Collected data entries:
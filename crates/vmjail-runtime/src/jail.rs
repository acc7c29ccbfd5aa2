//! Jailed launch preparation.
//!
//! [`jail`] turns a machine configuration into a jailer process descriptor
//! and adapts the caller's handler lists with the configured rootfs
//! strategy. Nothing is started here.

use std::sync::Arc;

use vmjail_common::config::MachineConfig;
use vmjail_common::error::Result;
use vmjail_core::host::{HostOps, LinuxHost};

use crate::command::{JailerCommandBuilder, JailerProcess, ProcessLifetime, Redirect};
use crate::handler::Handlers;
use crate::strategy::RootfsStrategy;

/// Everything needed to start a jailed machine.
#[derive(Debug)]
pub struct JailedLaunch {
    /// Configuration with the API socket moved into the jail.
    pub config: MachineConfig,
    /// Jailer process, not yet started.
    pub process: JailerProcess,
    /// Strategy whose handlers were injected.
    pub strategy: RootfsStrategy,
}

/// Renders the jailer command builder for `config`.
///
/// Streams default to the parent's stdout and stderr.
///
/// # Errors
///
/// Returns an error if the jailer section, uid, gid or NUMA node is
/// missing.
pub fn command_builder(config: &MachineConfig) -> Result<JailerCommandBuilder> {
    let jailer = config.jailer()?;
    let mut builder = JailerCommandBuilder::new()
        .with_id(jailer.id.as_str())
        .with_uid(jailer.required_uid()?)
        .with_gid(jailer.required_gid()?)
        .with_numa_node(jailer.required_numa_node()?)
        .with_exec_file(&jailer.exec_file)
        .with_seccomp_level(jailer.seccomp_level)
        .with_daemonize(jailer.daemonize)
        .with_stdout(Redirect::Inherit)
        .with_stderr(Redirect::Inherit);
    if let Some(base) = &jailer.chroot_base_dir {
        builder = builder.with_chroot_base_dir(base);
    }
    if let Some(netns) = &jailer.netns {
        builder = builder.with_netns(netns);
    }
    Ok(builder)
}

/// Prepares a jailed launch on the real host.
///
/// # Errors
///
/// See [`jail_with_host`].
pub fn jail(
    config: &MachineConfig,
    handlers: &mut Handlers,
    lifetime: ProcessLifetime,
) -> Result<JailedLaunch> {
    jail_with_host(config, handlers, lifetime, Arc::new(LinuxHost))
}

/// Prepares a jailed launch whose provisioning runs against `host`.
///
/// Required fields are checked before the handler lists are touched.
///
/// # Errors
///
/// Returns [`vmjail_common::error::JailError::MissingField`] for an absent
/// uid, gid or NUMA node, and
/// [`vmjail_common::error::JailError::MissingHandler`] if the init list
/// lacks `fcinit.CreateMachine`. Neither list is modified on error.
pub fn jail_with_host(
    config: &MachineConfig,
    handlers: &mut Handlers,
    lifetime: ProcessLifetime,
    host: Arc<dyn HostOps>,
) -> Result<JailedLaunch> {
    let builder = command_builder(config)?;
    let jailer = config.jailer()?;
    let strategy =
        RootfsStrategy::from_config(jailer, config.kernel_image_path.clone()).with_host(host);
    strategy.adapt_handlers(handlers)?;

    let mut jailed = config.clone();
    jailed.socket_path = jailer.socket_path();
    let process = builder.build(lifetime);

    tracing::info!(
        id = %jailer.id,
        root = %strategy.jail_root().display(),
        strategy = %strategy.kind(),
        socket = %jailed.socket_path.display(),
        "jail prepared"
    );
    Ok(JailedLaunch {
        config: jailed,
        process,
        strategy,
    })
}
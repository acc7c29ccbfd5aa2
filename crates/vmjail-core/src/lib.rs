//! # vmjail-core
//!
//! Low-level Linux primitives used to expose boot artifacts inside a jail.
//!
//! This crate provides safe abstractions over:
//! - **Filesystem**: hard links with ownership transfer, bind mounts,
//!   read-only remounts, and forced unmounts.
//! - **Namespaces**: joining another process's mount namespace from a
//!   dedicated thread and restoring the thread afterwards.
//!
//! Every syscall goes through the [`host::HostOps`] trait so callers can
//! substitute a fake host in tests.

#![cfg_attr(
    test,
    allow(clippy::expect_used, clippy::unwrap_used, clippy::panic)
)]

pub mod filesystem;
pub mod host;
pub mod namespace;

EXERCISE DIRECTIONS: If a line above holds the string "Some", copy it out.

RESPONSE AREA:
    if let Some(base) = &jailer.chroot_base_dir {
    if let Some(netns) = &jailer.netns {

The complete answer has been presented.